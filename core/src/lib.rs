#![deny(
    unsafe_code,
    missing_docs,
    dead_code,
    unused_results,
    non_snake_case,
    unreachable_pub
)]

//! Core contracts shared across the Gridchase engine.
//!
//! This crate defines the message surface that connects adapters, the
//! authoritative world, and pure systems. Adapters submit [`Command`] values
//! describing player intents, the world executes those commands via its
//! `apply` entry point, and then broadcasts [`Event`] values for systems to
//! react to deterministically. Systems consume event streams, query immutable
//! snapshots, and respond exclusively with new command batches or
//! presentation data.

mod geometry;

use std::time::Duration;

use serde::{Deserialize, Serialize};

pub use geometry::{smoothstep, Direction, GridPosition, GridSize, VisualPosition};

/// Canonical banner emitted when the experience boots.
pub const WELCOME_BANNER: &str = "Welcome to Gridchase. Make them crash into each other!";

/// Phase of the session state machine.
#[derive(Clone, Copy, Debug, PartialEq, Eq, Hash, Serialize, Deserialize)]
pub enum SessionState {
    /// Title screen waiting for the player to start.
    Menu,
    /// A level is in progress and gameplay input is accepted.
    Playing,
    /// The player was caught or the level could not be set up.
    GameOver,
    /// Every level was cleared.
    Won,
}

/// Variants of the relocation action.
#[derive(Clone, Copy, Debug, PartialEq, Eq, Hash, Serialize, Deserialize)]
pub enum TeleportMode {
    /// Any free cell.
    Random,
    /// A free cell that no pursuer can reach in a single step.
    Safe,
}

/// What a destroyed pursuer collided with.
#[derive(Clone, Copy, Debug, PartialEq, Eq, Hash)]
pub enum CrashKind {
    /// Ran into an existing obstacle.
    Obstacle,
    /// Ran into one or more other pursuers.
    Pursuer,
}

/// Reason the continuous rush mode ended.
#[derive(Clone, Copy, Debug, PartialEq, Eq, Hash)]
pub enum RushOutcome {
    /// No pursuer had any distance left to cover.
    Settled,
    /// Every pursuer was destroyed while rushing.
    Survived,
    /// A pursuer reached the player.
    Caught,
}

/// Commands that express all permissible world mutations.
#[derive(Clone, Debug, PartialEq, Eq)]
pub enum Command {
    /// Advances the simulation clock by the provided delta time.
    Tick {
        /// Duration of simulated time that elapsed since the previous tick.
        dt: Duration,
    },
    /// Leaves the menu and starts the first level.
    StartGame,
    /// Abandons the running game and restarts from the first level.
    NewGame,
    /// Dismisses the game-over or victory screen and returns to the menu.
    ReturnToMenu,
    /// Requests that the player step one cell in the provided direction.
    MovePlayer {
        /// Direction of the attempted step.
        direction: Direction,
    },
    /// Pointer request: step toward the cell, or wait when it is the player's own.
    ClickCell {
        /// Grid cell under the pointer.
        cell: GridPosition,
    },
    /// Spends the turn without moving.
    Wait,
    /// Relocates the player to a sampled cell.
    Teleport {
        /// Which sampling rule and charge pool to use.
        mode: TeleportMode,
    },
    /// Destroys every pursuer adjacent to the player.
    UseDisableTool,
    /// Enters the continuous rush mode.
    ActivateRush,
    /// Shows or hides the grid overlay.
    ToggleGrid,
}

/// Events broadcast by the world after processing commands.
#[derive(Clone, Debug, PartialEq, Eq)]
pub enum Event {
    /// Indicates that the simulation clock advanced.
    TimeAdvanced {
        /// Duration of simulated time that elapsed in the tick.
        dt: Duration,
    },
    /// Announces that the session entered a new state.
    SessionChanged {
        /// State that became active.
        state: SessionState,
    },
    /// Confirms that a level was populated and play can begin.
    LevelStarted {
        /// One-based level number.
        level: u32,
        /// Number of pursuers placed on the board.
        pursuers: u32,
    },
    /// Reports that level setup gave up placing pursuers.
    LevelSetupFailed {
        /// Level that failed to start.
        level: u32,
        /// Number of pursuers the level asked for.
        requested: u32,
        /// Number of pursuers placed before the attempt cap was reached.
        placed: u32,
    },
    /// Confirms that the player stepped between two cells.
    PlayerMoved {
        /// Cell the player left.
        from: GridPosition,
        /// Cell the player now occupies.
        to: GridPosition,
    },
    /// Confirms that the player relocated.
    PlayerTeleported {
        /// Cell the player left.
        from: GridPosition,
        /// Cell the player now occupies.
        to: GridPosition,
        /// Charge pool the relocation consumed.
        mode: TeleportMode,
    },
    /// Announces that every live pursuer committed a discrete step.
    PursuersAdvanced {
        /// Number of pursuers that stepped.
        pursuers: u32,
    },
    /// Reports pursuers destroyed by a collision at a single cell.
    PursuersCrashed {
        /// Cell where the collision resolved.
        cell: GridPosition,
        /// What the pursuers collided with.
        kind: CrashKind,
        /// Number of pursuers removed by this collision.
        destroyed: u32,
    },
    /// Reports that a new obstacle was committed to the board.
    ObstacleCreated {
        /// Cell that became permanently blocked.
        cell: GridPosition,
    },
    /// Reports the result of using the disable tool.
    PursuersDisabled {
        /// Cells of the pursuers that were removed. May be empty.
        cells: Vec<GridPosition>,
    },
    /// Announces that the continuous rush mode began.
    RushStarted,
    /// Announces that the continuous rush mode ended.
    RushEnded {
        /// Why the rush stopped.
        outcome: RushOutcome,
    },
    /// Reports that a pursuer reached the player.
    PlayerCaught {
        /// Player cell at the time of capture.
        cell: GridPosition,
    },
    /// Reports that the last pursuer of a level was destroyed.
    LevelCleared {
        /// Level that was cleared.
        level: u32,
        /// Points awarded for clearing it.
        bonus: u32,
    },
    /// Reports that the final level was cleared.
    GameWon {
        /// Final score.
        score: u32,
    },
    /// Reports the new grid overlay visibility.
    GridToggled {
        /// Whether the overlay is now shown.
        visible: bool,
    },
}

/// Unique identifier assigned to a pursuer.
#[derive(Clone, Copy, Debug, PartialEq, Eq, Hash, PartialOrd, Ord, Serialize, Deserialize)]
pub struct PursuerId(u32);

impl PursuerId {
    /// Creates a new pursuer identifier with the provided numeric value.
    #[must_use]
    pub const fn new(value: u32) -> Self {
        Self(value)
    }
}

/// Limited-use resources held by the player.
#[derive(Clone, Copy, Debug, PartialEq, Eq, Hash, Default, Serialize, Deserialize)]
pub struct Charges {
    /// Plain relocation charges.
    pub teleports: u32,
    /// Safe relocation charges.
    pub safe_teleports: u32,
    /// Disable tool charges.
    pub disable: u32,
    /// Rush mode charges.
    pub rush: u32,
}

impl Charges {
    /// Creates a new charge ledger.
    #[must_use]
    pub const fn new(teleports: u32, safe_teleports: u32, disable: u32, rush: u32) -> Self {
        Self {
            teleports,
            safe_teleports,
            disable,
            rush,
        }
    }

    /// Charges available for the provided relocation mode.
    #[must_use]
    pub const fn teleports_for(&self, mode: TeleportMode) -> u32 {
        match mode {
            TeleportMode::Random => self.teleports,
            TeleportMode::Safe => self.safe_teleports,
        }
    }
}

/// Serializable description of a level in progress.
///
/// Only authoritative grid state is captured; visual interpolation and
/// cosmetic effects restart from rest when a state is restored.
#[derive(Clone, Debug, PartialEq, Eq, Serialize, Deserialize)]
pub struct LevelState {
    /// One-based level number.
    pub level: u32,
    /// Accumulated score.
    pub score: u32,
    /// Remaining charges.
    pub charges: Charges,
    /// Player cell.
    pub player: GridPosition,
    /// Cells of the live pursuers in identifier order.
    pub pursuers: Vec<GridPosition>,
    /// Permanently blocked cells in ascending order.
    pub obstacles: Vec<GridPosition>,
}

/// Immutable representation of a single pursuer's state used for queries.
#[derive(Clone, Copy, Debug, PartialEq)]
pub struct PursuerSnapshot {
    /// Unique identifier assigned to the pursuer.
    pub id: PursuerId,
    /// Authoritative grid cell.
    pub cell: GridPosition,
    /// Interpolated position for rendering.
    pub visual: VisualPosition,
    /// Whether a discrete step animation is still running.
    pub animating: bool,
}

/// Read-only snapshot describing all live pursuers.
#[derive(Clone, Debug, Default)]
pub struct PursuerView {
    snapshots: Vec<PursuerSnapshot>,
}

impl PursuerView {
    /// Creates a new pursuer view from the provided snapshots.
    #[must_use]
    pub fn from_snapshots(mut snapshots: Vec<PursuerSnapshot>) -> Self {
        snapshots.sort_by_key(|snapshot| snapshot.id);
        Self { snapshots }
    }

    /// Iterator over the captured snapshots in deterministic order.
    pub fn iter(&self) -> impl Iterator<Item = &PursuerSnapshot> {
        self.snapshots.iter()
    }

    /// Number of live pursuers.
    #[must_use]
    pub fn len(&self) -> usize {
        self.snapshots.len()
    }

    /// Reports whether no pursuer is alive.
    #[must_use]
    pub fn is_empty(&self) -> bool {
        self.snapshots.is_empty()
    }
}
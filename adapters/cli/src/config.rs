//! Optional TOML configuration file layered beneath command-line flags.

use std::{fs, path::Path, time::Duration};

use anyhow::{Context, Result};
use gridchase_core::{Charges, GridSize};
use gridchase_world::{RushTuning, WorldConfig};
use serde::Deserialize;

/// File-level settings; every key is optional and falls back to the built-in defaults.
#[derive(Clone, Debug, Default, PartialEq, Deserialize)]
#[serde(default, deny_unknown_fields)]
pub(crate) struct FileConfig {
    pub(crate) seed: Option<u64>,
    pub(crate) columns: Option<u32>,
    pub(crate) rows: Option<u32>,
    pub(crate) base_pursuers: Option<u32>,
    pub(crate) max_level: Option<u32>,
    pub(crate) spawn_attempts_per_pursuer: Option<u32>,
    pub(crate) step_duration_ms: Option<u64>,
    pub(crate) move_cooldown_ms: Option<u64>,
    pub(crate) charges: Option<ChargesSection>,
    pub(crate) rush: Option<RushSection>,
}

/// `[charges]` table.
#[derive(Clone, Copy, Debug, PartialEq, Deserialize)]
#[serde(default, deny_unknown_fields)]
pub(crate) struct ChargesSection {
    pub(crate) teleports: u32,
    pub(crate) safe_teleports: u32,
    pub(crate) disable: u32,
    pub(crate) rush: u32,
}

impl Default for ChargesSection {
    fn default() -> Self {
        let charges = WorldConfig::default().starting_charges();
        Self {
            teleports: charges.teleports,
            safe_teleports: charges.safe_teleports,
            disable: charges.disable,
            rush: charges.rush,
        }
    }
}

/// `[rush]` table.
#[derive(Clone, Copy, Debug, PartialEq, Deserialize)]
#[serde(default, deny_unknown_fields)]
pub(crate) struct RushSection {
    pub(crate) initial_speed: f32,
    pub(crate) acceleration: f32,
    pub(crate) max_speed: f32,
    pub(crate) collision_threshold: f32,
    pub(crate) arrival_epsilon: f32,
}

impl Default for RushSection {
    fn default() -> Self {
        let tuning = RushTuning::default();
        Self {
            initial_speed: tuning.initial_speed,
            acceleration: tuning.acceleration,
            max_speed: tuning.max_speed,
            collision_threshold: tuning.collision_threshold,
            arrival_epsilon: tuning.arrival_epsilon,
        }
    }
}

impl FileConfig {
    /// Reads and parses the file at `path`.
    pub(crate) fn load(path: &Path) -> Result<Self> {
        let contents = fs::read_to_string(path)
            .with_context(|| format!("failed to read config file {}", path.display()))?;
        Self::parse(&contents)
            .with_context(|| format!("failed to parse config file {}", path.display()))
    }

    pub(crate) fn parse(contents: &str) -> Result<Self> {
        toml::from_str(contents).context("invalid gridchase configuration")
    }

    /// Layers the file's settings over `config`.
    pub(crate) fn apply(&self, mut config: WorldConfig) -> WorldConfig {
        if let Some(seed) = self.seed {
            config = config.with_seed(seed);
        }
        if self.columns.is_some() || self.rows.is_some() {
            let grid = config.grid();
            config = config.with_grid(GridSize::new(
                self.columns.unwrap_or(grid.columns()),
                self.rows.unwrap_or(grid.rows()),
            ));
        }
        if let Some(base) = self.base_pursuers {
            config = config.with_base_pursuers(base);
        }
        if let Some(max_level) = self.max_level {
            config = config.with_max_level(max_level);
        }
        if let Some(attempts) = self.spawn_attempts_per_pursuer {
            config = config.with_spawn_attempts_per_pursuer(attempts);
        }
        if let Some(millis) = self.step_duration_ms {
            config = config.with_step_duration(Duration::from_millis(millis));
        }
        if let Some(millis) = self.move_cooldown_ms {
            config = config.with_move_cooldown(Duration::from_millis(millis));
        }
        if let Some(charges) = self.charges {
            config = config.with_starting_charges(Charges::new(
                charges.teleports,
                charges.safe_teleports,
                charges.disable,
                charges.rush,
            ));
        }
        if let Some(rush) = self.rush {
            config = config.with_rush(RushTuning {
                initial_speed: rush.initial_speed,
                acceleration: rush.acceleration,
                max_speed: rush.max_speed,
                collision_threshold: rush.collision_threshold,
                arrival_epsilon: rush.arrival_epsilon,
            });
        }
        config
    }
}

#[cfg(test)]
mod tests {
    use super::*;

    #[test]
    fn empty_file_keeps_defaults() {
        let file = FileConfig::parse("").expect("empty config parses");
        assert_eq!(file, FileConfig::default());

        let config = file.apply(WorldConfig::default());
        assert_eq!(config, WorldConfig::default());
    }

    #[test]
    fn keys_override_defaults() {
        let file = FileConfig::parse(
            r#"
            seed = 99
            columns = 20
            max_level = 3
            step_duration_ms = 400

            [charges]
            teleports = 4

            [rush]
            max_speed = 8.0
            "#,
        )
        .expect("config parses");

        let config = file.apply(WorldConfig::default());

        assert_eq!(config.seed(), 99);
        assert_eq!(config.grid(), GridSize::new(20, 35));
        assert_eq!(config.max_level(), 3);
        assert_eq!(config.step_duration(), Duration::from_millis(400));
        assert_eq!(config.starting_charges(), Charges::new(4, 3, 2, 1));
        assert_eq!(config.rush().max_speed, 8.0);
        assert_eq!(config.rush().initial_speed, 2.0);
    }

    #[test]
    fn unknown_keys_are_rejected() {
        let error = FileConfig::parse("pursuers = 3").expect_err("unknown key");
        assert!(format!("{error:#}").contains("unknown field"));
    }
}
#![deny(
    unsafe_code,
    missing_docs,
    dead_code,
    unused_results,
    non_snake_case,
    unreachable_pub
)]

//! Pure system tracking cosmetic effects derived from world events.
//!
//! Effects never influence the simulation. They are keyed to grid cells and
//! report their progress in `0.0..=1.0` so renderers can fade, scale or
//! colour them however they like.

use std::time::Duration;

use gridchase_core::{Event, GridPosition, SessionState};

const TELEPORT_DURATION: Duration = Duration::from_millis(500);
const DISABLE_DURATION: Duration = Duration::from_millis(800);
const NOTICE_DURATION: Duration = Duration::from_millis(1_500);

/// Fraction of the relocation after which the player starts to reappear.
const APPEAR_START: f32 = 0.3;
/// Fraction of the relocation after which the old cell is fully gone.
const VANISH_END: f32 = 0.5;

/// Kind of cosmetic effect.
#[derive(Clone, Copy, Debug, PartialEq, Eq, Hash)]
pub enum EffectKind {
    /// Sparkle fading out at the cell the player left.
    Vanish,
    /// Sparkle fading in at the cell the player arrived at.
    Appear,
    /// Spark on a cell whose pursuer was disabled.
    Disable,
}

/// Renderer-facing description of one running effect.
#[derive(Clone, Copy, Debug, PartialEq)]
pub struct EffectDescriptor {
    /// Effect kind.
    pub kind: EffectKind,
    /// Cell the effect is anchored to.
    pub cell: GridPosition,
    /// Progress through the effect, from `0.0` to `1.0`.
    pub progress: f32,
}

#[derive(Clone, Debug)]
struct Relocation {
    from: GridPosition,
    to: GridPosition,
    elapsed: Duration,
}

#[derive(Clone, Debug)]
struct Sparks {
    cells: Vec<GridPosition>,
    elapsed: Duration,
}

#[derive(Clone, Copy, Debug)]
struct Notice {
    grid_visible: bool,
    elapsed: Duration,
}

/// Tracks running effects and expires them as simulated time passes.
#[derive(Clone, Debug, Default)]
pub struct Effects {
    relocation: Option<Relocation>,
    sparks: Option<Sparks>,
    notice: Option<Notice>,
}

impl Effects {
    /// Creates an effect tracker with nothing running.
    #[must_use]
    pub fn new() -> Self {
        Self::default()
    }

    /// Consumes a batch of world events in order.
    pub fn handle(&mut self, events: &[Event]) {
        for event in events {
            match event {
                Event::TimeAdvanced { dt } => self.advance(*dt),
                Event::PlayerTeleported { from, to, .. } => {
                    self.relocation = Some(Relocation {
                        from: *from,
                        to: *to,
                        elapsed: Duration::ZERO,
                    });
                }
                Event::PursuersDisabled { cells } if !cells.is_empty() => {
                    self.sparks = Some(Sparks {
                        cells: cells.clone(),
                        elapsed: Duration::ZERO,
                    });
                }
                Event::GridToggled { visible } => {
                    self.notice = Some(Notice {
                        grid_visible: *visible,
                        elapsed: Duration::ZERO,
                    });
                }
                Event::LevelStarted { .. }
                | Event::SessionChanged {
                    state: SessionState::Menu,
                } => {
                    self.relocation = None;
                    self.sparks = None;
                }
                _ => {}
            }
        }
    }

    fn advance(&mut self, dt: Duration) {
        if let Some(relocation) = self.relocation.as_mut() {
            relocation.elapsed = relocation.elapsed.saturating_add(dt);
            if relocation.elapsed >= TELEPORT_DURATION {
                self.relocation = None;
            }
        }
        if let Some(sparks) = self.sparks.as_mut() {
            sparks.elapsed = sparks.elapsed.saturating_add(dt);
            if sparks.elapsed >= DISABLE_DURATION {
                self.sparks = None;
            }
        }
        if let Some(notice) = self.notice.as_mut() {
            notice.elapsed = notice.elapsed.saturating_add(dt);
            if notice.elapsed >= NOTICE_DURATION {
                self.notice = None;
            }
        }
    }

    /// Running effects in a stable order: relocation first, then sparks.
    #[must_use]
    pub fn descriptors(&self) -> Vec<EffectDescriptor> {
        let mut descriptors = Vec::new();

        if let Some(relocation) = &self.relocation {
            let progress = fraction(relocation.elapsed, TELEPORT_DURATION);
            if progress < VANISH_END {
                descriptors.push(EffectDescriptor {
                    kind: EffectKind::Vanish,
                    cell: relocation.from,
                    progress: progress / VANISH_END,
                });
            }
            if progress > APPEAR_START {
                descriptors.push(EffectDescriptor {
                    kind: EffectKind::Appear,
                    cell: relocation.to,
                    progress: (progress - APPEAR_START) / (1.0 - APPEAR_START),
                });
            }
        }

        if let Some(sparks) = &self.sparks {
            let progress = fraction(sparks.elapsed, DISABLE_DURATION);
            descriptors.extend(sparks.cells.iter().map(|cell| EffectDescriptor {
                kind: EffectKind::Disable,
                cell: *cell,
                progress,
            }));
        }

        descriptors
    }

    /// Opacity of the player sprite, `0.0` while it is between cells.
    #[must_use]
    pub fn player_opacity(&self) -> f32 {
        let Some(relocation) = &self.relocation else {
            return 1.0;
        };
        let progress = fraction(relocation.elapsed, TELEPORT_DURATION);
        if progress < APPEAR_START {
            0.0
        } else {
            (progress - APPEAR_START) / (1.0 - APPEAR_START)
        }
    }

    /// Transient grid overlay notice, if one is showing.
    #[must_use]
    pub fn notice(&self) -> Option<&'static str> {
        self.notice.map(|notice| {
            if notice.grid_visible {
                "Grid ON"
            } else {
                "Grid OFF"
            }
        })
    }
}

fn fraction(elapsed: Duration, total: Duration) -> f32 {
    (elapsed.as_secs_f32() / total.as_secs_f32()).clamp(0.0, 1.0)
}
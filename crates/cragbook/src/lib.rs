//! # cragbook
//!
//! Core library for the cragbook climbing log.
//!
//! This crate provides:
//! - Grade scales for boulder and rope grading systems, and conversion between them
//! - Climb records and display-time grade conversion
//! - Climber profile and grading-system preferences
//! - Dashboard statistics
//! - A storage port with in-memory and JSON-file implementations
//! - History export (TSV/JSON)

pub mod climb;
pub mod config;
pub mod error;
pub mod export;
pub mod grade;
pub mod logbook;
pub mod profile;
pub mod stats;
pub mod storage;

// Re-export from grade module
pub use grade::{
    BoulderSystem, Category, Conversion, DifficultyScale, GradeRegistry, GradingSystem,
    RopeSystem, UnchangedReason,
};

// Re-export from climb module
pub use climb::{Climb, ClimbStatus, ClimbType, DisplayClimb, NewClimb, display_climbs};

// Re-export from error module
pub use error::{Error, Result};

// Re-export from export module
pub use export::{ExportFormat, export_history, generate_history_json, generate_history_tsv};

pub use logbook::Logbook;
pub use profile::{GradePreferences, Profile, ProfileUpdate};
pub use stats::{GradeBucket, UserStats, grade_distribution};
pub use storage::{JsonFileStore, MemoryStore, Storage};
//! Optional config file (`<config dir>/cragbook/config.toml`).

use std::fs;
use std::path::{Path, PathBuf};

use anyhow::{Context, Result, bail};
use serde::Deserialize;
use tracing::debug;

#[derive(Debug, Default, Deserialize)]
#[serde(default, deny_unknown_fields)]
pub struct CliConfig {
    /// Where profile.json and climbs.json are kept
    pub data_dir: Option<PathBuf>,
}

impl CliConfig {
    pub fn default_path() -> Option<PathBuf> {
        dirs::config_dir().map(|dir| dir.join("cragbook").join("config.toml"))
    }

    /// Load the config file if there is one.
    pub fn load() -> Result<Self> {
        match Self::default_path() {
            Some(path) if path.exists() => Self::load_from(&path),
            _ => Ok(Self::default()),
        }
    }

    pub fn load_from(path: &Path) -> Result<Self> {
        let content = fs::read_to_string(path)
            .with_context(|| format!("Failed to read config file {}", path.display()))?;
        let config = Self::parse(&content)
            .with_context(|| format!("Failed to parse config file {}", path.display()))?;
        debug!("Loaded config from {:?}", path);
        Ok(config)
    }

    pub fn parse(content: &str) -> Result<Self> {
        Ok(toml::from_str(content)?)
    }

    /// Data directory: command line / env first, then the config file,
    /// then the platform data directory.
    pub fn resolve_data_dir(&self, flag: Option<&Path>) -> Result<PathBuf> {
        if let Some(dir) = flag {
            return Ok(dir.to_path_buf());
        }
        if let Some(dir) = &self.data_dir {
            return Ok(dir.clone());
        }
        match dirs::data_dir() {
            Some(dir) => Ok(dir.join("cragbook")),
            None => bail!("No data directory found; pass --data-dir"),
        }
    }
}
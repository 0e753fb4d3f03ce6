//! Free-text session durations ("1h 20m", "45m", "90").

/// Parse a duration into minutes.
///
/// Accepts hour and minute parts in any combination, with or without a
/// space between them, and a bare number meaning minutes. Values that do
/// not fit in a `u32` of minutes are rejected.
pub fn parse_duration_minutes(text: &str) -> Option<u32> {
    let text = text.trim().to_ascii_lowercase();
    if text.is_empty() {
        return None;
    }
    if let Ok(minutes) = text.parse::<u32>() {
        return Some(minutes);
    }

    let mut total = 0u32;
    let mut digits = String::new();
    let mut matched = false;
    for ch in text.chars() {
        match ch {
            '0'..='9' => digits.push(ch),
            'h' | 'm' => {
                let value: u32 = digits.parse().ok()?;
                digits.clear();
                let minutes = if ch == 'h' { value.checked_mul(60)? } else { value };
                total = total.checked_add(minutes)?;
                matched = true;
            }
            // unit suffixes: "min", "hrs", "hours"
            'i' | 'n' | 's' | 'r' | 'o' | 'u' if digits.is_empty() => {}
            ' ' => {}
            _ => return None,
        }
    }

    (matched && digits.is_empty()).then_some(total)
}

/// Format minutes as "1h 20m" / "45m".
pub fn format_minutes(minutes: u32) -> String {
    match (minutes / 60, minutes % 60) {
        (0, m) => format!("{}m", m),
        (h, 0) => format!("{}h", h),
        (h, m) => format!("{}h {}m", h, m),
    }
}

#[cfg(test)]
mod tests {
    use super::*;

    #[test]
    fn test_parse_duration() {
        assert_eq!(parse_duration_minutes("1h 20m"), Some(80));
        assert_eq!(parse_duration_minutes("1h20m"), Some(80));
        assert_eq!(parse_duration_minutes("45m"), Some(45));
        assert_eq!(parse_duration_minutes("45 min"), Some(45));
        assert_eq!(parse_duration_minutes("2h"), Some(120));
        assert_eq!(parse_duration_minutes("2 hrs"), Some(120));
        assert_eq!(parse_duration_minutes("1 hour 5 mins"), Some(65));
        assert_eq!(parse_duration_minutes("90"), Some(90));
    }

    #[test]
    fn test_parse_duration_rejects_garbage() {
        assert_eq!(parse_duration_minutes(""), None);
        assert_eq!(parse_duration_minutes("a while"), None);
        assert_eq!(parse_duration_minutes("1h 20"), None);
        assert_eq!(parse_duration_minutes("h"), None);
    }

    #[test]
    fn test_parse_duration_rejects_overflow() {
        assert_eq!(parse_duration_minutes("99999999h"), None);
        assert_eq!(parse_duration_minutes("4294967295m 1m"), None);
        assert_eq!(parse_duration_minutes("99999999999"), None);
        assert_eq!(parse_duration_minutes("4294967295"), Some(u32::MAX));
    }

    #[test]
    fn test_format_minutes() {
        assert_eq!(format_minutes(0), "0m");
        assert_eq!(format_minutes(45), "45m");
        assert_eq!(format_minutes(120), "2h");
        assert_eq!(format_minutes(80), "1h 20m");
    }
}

★ ★ ★ ★

**PROMPT:** Copy every line from the data that includes the string "committed".

**RESULT:**
    /// Announces that every live pursuer committed a discrete step.
    /// Reports that a new obstacle was committed to the board.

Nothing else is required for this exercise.